To reach the Wedge, drive south on I-15 for approximately 26 miles to Exit 99, Moose Creek Road. Turn left at the stop sign and follow the improved gravel road for 3 miles. A nice sized parking area, vault toilet and an informational kiosk mark the trailhead.
Follow the well maintained trail for 4 miles. After about 1.5 miles the trail leaves the creek bottom and passes through stands of aspen and fir. A small series of switchbacks gain a small ridge. The trail then gradually descends, crosses a spring and eventually comes to the base of the Wedge. Hike uphill following no distinct trail arriving the base of the Butterknife on the S.W. Face proper. Continue hiking for a few more minutes around the southern tip of the Wedge. Passing a large boulder and the start of Spellcaster and Balcony Direct. Slightly uphill, nestled in the trees is arête and the start of Exit 99.

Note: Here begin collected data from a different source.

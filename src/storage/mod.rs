// src/storage/mod.rs
use std::fs;
use std::path::{Path, PathBuf};
use crate::report::{ExtractionResult, ReportMetadata};
use crate::utils::error::StorageError;

/// Folder-name marker for annual statements among a company's reports.
const REPORT_KIND_MARKER: &str = "jahresabschluss";
const RAW_REPORT_MARKER: &str = "raw_report";
const METADATA_SUFFIX: &str = "_metadata.json";

/// A report loaded from the local store.
#[derive(Debug, Clone)]
pub struct StoredReport {
    pub folder: PathBuf,
    pub name: String,
    pub html: String,
    pub metadata: Option<ReportMetadata>,
}

/// Local report archive laid out as `<base>/<company>/<report>/`.
pub struct StorageManager {
    base_dir: PathBuf,
}

impl StorageManager {
    /// Opens an existing store rooted at `base_dir`.
    pub fn new<P: AsRef<Path>>(base_dir: P) -> Result<Self, StorageError> {
        let base_path = base_dir.as_ref().to_path_buf();

        if !base_path.is_dir() {
            return Err(StorageError::StoreNotFound(base_path.display().to_string()));
        }

        Ok(Self { base_dir: base_path })
    }

    /// Company folders in name order.
    pub fn company_folders(&self) -> Result<Vec<PathBuf>, StorageError> {
        sorted_subdirs(&self.base_dir)
    }

    /// True if the company folder exists and holds at least one entry.
    pub fn company_folder_exists(&self, company_folder: &str) -> bool {
        let path = self.base_dir.join(company_folder);
        path.is_dir()
            && fs::read_dir(&path)
                .map(|mut entries| entries.next().is_some())
                .unwrap_or(false)
    }

    /// Loads the latest Jahresabschluss of a company.
    ///
    /// Report folders sort by name, so the greatest name containing
    /// "jahresabschluss" is taken as the latest. Returns `Ok(None)` if there is
    /// no such folder or it has no raw report HTML.
    pub fn find_latest_report(&self, company_dir: &Path) -> Result<Option<StoredReport>, StorageError> {
        let latest_folder = sorted_subdirs(company_dir)?
            .into_iter()
            .filter(|dir| dir_name(dir).to_lowercase().contains(REPORT_KIND_MARKER))
            .last();

        let Some(folder) = latest_folder else {
            tracing::debug!("No Jahresabschluss folder in {}", company_dir.display());
            return Ok(None);
        };

        let mut files: Vec<PathBuf> = fs::read_dir(&folder)?
            .filter_map(|entry| entry.ok().map(|e| e.path()))
            .filter(|path| path.is_file())
            .collect();
        files.sort();

        let Some(html_file) = files.iter().find(|path| {
            let name = dir_name(path);
            name.ends_with(".html") && name.contains(RAW_REPORT_MARKER)
        }) else {
            tracing::debug!("No raw report HTML in {}", folder.display());
            return Ok(None);
        };

        // Filings are not always valid UTF-8; replace rather than fail.
        let bytes = fs::read(html_file)?;
        let html = String::from_utf8_lossy(&bytes).into_owned();

        let metadata = files
            .iter()
            .find(|path| dir_name(path).ends_with(METADATA_SUFFIX))
            .and_then(|path| read_metadata(path));

        tracing::info!("Loaded report {} ({} bytes)", html_file.display(), html.len());

        Ok(Some(StoredReport {
            name: dir_name(&folder),
            folder,
            html,
            metadata,
        }))
    }

    /// Saves an extraction result as `<target_dir>/<report_name>_extraction.json`.
    pub fn save_extraction(
        &self,
        target_dir: &Path,
        report_name: &str,
        result: &ExtractionResult,
    ) -> Result<PathBuf, StorageError> {
        // Create the directories if they don't exist
        if !target_dir.exists() {
            fs::create_dir_all(target_dir)
                .map_err(StorageError::IoError)?;
        }

        let file_path = target_dir.join(format!("{}_extraction.json", report_name));

        let document = serde_json::json!({
            "report": report_name,
            "result": result,
            "extraction_timestamp": chrono::Utc::now().to_rfc3339(),
        });

        let document_str = serde_json::to_string_pretty(&document)
            .map_err(|e| StorageError::SerializationError(e.to_string()))?;

        fs::write(&file_path, document_str)
            .map_err(StorageError::IoError)?;

        tracing::info!("Saved extraction result to {}", file_path.display());

        Ok(file_path)
    }
}

fn sorted_subdirs(dir: &Path) -> Result<Vec<PathBuf>, StorageError> {
    let mut dirs: Vec<PathBuf> = fs::read_dir(dir)?
        .filter_map(|entry| entry.ok().map(|e| e.path()))
        .filter(|path| path.is_dir())
        .collect();
    dirs.sort();
    Ok(dirs)
}

fn dir_name(path: &Path) -> String {
    path.file_name()
        .map(|n| n.to_string_lossy().into_owned())
        .unwrap_or_default()
}

fn read_metadata(path: &Path) -> Option<ReportMetadata> {
    let raw = fs::read_to_string(path)
        .map_err(|e| tracing::warn!("Could not read metadata {}: {}", path.display(), e))
        .ok()?;
    serde_json::from_str(&raw)
        .map_err(|e| tracing::warn!("Ignoring malformed metadata {}: {}", path.display(), e))
        .ok()
}

#[cfg(test)]
mod tests {
    use super::*;

    fn write_report(company_dir: &Path, report: &str, html: &str) -> PathBuf {
        let folder = company_dir.join(report);
        fs::create_dir_all(&folder).unwrap();
        fs::write(folder.join(format!("{}_raw_report.html", report)), html).unwrap();
        folder
    }

    #[test]
    fn test_new_requires_existing_dir() {
        let dir = tempfile::tempdir().unwrap();
        assert!(StorageManager::new(dir.path()).is_ok());
        assert!(matches!(
            StorageManager::new(dir.path().join("missing")),
            Err(StorageError::StoreNotFound(_))
        ));
    }

    #[test]
    fn test_company_folder_exists() {
        let dir = tempfile::tempdir().unwrap();
        let storage = StorageManager::new(dir.path()).unwrap();
        assert!(!storage.company_folder_exists("Test_Company"));

        fs::create_dir_all(dir.path().join("Test_Company")).unwrap();
        assert!(!storage.company_folder_exists("Test_Company"), "Empty folder should not count");

        fs::create_dir_all(dir.path().join("Test_Company").join("Jahresabschluss_2021")).unwrap();
        assert!(storage.company_folder_exists("Test_Company"));
    }

    #[test]
    fn test_find_latest_report_picks_greatest_jahresabschluss() {
        let dir = tempfile::tempdir().unwrap();
        let company_dir = dir.path().join("Test_Company");
        write_report(&company_dir, "Jahresabschluss_2021", "<p>2021</p>");
        let latest = write_report(&company_dir, "Jahresabschluss_2022", "<p>2022</p>");
        write_report(&company_dir, "Other_Report", "<p>other</p>");

        let storage = StorageManager::new(dir.path()).unwrap();
        let report = storage.find_latest_report(&company_dir).unwrap().expect("report should be found");

        assert_eq!(report.folder, latest);
        assert_eq!(report.name, "Jahresabschluss_2022");
        assert_eq!(report.html, "<p>2022</p>");
        assert!(report.metadata.is_none());
    }

    #[test]
    fn test_find_latest_report_reads_metadata() {
        let dir = tempfile::tempdir().unwrap();
        let company_dir = dir.path().join("Muster_GmbH");
        let folder = write_report(&company_dir, "Jahresabschluss_2020", "<p></p>");
        fs::write(
            folder.join("Jahresabschluss_2020_metadata.json"),
            r#"{"name": "Jahresabschluss 2020", "date": "2021-06-30 00:00:00", "company_name": "Muster GmbH"}"#,
        )
        .unwrap();

        let storage = StorageManager::new(dir.path()).unwrap();
        let report = storage.find_latest_report(&company_dir).unwrap().unwrap();
        let metadata = report.metadata.expect("metadata should be parsed");
        assert_eq!(metadata.company_name, "Muster GmbH");
        assert_eq!(metadata.date, "2021-06-30 00:00:00");
    }

    #[test]
    fn test_find_latest_report_without_html() {
        let dir = tempfile::tempdir().unwrap();
        let company_dir = dir.path().join("Test_Company");
        fs::create_dir_all(company_dir.join("Jahresabschluss_2022")).unwrap();
        fs::create_dir_all(company_dir.join("Other_Report")).unwrap();

        let storage = StorageManager::new(dir.path()).unwrap();
        assert!(storage.find_latest_report(&company_dir).unwrap().is_none());
    }

    #[test]
    fn test_save_extraction_writes_json() {
        let dir = tempfile::tempdir().unwrap();
        let storage = StorageManager::new(dir.path()).unwrap();
        let target = dir.path().join("out").join("Test_Company");

        let mut result = ExtractionResult::default();
        result.sach_start = "1.000".to_string();
        let path = storage.save_extraction(&target, "Jahresabschluss_2022", &result).unwrap();

        assert_eq!(path, target.join("Jahresabschluss_2022_extraction.json"));
        let saved: serde_json::Value = serde_json::from_str(&fs::read_to_string(&path).unwrap()).unwrap();
        assert_eq!(saved["report"], "Jahresabschluss_2022");
        assert_eq!(saved["result"]["Sachanlagen Start"], "1.000");
        assert!(saved["extraction_timestamp"].is_string());
    }
}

Exit 99 to the S.E. Chimney. Image by T Sharp
Exit 99 to the S.E. Chimney Variant: 5.8, 400ft
A Brief Description:
Looking up from the start of Exit 99 an obvious chimney is seen. This is the link up to the summit of the Wedge. Exit 99 follows the rounded arête for a full pitch. The route then trends to climbers left and ascends the chimney and final friction face to the summit.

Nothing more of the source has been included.